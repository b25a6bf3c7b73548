/*
 * SPDX-License-Identifier: BlueOak-1.0.0
 * Copyright (c) Anillo OS Developers
 */

//! Opaque handle table, `libsys/objects.private.h`'s `sys_object`/
//! `sys_object_class` given a Rust shape: every syscall in §6.2 that
//! creates a kernel object (`channel_create_pair`, `server_create`,
//! `monitor_create`, `page_allocate_shared`, ...) hands userspace back a
//! `u64` handle instead of a raw pointer, and every syscall that consumes
//! one (`channel_send`, `server_accept`, `monitor_poll`, ...) looks it back
//! up here first.
//!
//! `sys_object_class` hand-rolls retain/release/destroy function pointers
//! per object kind in C; an [`Arc`] already does that bookkeeping, so this
//! table only owns one clone of the object's `Arc` per live handle and hands
//! out further clones on lookup.

use alloc::{collections::BTreeMap, sync::Arc};
use core::sync::atomic::{AtomicU64, Ordering};

use machine::sync::IrqSafeSpinLock;

use crate::{
    channel::{ChannelHalf, ChannelServer},
    error::Status,
    monitor::Monitor,
    vm::{AddressSpace, Mapping, SharedMemory},
};

/// A kernel object reachable through a handle, wrapping whichever concrete
/// type a given syscall group produces.
#[derive(Clone)]
pub enum Object {
    Channel(Arc<ChannelHalf>),
    Server(Arc<ChannelServer>),
    Monitor(Arc<Monitor>),
    Mapping(Arc<Mapping>),
    SharedMemory(Arc<SharedMemory>),
    AddressSpace(Arc<AddressSpace>),
}

impl Object {
    pub fn as_channel(&self) -> Result<Arc<ChannelHalf>, Status> {
        match self {
            Object::Channel(c) => Ok(c.clone()),
            _ => Err(Status::InvalidArgument),
        }
    }

    pub fn as_server(&self) -> Result<Arc<ChannelServer>, Status> {
        match self {
            Object::Server(s) => Ok(s.clone()),
            _ => Err(Status::InvalidArgument),
        }
    }

    pub fn as_monitor(&self) -> Result<Arc<Monitor>, Status> {
        match self {
            Object::Monitor(m) => Ok(m.clone()),
            _ => Err(Status::InvalidArgument),
        }
    }

    pub fn as_mapping(&self) -> Result<Arc<Mapping>, Status> {
        match self {
            Object::Mapping(m) => Ok(m.clone()),
            _ => Err(Status::InvalidArgument),
        }
    }

    pub fn as_shared_memory(&self) -> Result<Arc<SharedMemory>, Status> {
        match self {
            Object::SharedMemory(s) => Ok(s.clone()),
            _ => Err(Status::InvalidArgument),
        }
    }
}

/// Per-process table mapping handle numbers to objects. One of these lives
/// in every [`crate::process::Process`].
pub struct HandleTable {
    objects: IrqSafeSpinLock<BTreeMap<u64, Object>>,
    next: AtomicU64,
}

impl HandleTable {
    pub fn new() -> Self {
        Self { objects: IrqSafeSpinLock::new(BTreeMap::new()), next: AtomicU64::new(1) }
    }

    /// Insert a freshly-created object and return the handle naming it.
    pub fn insert(&self, object: Object) -> u64 {
        let handle = self.next.fetch_add(1, Ordering::Relaxed);
        self.objects.lock().insert(handle, object);
        handle
    }

    /// Look up a handle without consuming it, the shape every syscall that
    /// merely uses an object (rather than closing it) wants.
    pub fn get(&self, handle: u64) -> Result<Object, Status> {
        self.objects.lock().get(&handle).cloned().ok_or(Status::NoSuchResource)
    }

    /// Remove and return the object a handle names, for syscalls that close
    /// a handle (`channel_close`, `page_close_shared`, ...).
    pub fn remove(&self, handle: u64) -> Result<Object, Status> {
        self.objects.lock().remove(&handle).ok_or(Status::NoSuchResource)
    }
}

impl Default for HandleTable {
    fn default() -> Self {
        Self::new()
    }
}

#[cfg(test)]
mod tests {
    use super::*;
    use crate::channel::ChannelHalf as Half;

    #[test]
    fn insert_then_get_round_trips_the_object() {
        let table = HandleTable::new();
        let (a, _b) = Half::new_pair(4);
        let handle = table.insert(Object::Channel(a));
        assert!(table.get(handle).unwrap().as_channel().is_ok());
    }

    #[test]
    fn get_on_unknown_handle_is_no_such_resource() {
        let table = HandleTable::new();
        assert_eq!(table.get(9999).err(), Some(Status::NoSuchResource));
    }

    #[test]
    fn remove_consumes_the_handle() {
        let table = HandleTable::new();
        let (a, _b) = Half::new_pair(4);
        let handle = table.insert(Object::Channel(a));
        assert!(table.remove(handle).is_ok());
        assert_eq!(table.get(handle).err(), Some(Status::NoSuchResource));
    }

    #[test]
    fn wrong_accessor_reports_invalid_argument() {
        let table = HandleTable::new();
        let server = ChannelServer::new();
        let handle = table.insert(Object::Server(server));
        assert_eq!(table.get(handle).unwrap().as_channel().err(), Some(Status::InvalidArgument));
    }
}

▶ [WHAT THIS TASK INVOLVES]:
Above are records; repeat only the lines starting at the line with "of these lives" and ending at the line with "pub fn new()", exactly as they appear, both included.

▶ [OUTPUT]:
/// Per-process table mapping handle numbers to objects. One of these lives
/// in every [`crate::process::Process`].
pub struct HandleTable {
    objects: IrqSafeSpinLock<BTreeMap<u64, Object>>,
    next: AtomicU64,
}

impl HandleTable {
    pub fn new() -> Self {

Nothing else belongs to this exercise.